Stroker & Hoop is an American adult animated television series created by Casper Kelly and Jeffrey G. Olsen for Cartoon Network's late night programming block, Adult Swim. The series is a parody of buddy cop films and television series such as Starsky & Hutch, and stars the voices of Jon Glaser as Stroker and Timothy "Speed" Levitch as Hoop. It contains the talking car element of the 1982 series Knight Rider, in "C.A.R.R.", voiced by Paul Christie. The names of the lead characters may be based on two Burt Reynolds characters, from Stroker Ace and Hooper.

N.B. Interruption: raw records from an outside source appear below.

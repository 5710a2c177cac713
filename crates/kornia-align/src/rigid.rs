//! Rigid alignment utilities (Kabsch / Umeyama)
//!
//! Estimates the transformation `x -> c * R * x + t` minimizing the mean squared
//! distance between corresponding points of two sets, in closed form from the SVD
//! of their cross-covariance matrix.
//!
//! # Example
//!
//! ```
//! use glam::{DMat3, DVec3};
//! use kornia_align::{PointSet, RigidAligner};
//!
//! let source = PointSet::new(vec![
//!     [0.0, 0.0, 0.0],
//!     [1.0, 0.0, 0.0],
//!     [0.0, 1.0, 0.0],
//!     [0.0, 0.0, 1.0],
//! ]);
//! let rotation = DMat3::from_rotation_z(0.5);
//! let translation = DVec3::new(1.0, -2.0, 0.5);
//! let target = PointSet::from_vec3(
//!     source.iter().map(|p| rotation * *p + translation).collect(),
//! );
//!
//! let transform = RigidAligner::new().estimate(&source, &target).unwrap();
//! assert!(transform.rotation.abs_diff_eq(rotation, 1e-9));
//! assert!(transform.translation.abs_diff_eq(translation, 1e-9));
//! ```
//!
//! # References
//!
//! * Umeyama (1991). "Least-squares estimation of transformation parameters
//!   between two point patterns." IEEE TPAMI 13(4).

use glam::{DMat3, DVec3};
use serde::{Deserialize, Serialize};

use crate::error::AlignError;
use crate::points::PointSet;
use crate::svd::svd3;
use crate::transform::RigidTransform;

/// Minimum number of correspondences for a 3D rotation estimate.
pub const MIN_POINTS: usize = 3;

/// Parameters of the rigid aligner.
#[derive(Debug, Clone, Copy, PartialEq, Serialize, Deserialize)]
#[serde(default)]
pub struct RigidAlignParams {
    /// Estimate a uniform scale factor (similarity transform) besides R and t.
    pub estimate_scale: bool,
    /// Singular values below `rank_tolerance * sigma_max` are treated as zero
    /// when estimating the rank of the cross-covariance matrix.
    ///
    /// The tolerance applies to the singular values of H, which scale with the
    /// squared extent of the point set along each principal axis. Only the
    /// second axis decides degeneracy, so the default `1e-10` rejects sets whose
    /// second principal extent is below about `1e-5` times the largest one.
    pub rank_tolerance: f64,
    /// If set, both point sets must contain exactly this many points.
    pub expected_points: Option<usize>,
}

impl Default for RigidAlignParams {
    fn default() -> Self {
        Self {
            estimate_scale: false,
            rank_tolerance: 1e-10,
            expected_points: None,
        }
    }
}

/// Closed-form least-squares aligner of corresponding 3D point sets.
///
/// The aligner is stateless apart from its parameters; a single instance can be
/// shared between threads and reused for any number of calls.
#[derive(Debug, Clone, Copy, Default)]
pub struct RigidAligner {
    params: RigidAlignParams,
}

impl RigidAligner {
    /// Create an aligner estimating a rigid transform with default parameters.
    pub fn new() -> Self {
        Self::default()
    }

    /// Create an aligner with the given parameters.
    pub fn with_params(params: RigidAlignParams) -> Self {
        Self { params }
    }

    /// Get the parameters of the aligner.
    pub fn params(&self) -> &RigidAlignParams {
        &self.params
    }

    /// Estimate the transformation mapping `source` onto `target`.
    ///
    /// # Arguments
    ///
    /// * `source` - The source points with shape (N, 3).
    /// * `target` - The target points with shape (N, 3), `target[i]` corresponding to `source[i]`.
    ///
    /// # Returns
    ///
    /// The transform minimizing `Σ‖c * R * source_i + t - target_i‖²`, with
    /// `c == 1.0` unless scale estimation is enabled.
    ///
    /// # Errors
    ///
    /// * [`AlignError::ShapeMismatch`] if the sets differ in length or do not
    ///   match the expected point count.
    /// * [`AlignError::InsufficientPoints`] if fewer than 3 points are given.
    /// * [`AlignError::NonFiniteInput`] if a coordinate is NaN or infinite, or the
    ///   covariance overflows.
    /// * [`AlignError::DegenerateGeometry`] if the points are collinear or coincident.
    pub fn estimate(
        &self,
        source: &PointSet,
        target: &PointSet,
    ) -> Result<RigidTransform, AlignError> {
        self.check_shapes(source.len(), target.len())?;
        let n = source.len() as f64;

        // 1. compute centroids
        let mean_source = source.centroid();
        let mean_target = target.centroid();

        // 2. compute covariance matrix H = 1/N Σ (dst_i - mu_d) * (src_i - mu_s)^T
        let mut h = DMat3::ZERO;
        let mut source_variance = 0.0;
        for (p_src, p_dst) in source.iter().zip(target.iter()) {
            let sc = *p_src - mean_source;
            let dc = *p_dst - mean_target;
            // H[row][col] += dst[row] * src[col]
            h += DMat3::from_cols(dc * sc.x, dc * sc.y, dc * sc.z);
            source_variance += sc.length_squared();
        }
        h *= 1.0 / n;
        source_variance /= n;

        if !(mean_source.is_finite()
            && mean_target.is_finite()
            && h.is_finite()
            && source_variance.is_finite())
        {
            return Err(AlignError::NonFiniteInput);
        }

        // 3. decompose H = U * D * V^T
        let svd = svd3(&h);
        let singular_values = svd.singular_values();
        let rank = numeric_rank(singular_values, self.params.rank_tolerance);
        log::debug!(
            "rigid alignment: n = {}, singular values = {:?}, rank = {}",
            source.len(),
            singular_values,
            rank
        );

        // with rank 2 the third singular direction is fixed by orthogonality,
        // below that the rotation is not unique
        if rank < 2 {
            log::debug!("rigid alignment: degenerate point configuration, rank {rank}");
            return Err(AlignError::DegenerateGeometry {
                rank,
                singular_values: singular_values.to_array(),
            });
        }

        // 4. R = U * diag(1, 1, s) * V^T, with s flipping a reflection into a rotation
        let u = *svd.u();
        let v = *svd.v();
        let reflection = u.determinant() * v.determinant() < 0.0;
        let correction = DVec3::new(1.0, 1.0, if reflection { -1.0 } else { 1.0 });
        let rotation = u * DMat3::from_diagonal(correction) * v.transpose();

        // 5. c = tr(D * S) / var(src)
        let scale = if self.params.estimate_scale {
            singular_values.dot(correction) / source_variance
        } else {
            1.0
        };

        // 6. t = mu_d - c * R * mu_s
        let translation = if self.params.estimate_scale {
            mean_target - scale * (rotation * mean_source)
        } else {
            mean_target - rotation * mean_source
        };

        Ok(RigidTransform {
            rotation,
            translation,
            scale,
        })
    }

    /// Same as [`RigidAligner::estimate`] on slices of `[x, y, z]` points.
    pub fn estimate_slices(
        &self,
        source: &[[f64; 3]],
        target: &[[f64; 3]],
    ) -> Result<RigidTransform, AlignError> {
        self.estimate(&PointSet::from(source), &PointSet::from(target))
    }

    fn check_shapes(&self, num_source: usize, num_target: usize) -> Result<(), AlignError> {
        if num_source != num_target {
            return Err(AlignError::ShapeMismatch {
                what: "target points",
                expected: num_source,
                actual: num_target,
            });
        }
        if let Some(expected) = self.params.expected_points {
            if num_source != expected {
                return Err(AlignError::ShapeMismatch {
                    what: "number of points",
                    expected,
                    actual: num_source,
                });
            }
        }
        if num_source < MIN_POINTS {
            return Err(AlignError::InsufficientPoints {
                required: MIN_POINTS,
                actual: num_source,
            });
        }
        Ok(())
    }
}

/// Number of singular values above `tolerance * sigma_max`.
///
/// Non-finite or all-zero singular values give rank 0.
fn numeric_rank(singular_values: DVec3, tolerance: f64) -> usize {
    if !singular_values.is_finite() {
        return 0;
    }
    let sigma_max = singular_values.max_element();
    if sigma_max <= 0.0 {
        return 0;
    }
    let threshold = tolerance * sigma_max;
    singular_values
        .to_array()
        .iter()
        .filter(|&&sigma| sigma > threshold)
        .count()
}

/// Kabsch algorithm: least-squares rigid transform (rotation and translation).
///
/// Returns a [`RigidTransform`] with `scale == 1.0`.
pub fn kabsch(src: &[[f64; 3]], dst: &[[f64; 3]]) -> Result<RigidTransform, AlignError> {
    RigidAligner::new().estimate_slices(src, dst)
}

/// Umeyama algorithm: least-squares similarity transform (scale, rotation and translation).
pub fn umeyama(src: &[[f64; 3]], dst: &[[f64; 3]]) -> Result<RigidTransform, AlignError> {
    RigidAligner::with_params(RigidAlignParams {
        estimate_scale: true,
        ..Default::default()
    })
    .estimate_slices(src, dst)
}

Stroker and Hoop premiered on August 1, 2004, and ended on December 25, 2005, with 13 episodes.

Plot
Stroker and Hoop are a pair of private investigators from Los Angeles, who act and dress as if it is still the 1970s. Despite their individual high opinions of themselves, both men are hopelessly inept at their job. Stroker fancies himself a suave ladies' man, but is generally unpopular and perceived by virtually every woman he meets as a repulsive chauvinist; and Hoop considers himself a crime-solving ace and master of disguise, when in fact he is a gullible nerd and all of his disguises are failures. Their only "advantage" over their competition is C.A.R.R., a talking AMC Pacer with its own neurotic personality. Because of their abysmal track record and less-than-stellar capabilities, the two men eke out livings solving crimes for people who cannot afford to hire more competent detectives. Invariably, their attempts to solve a crime result in bloodshed, violence, and thousands of dollars in property damage.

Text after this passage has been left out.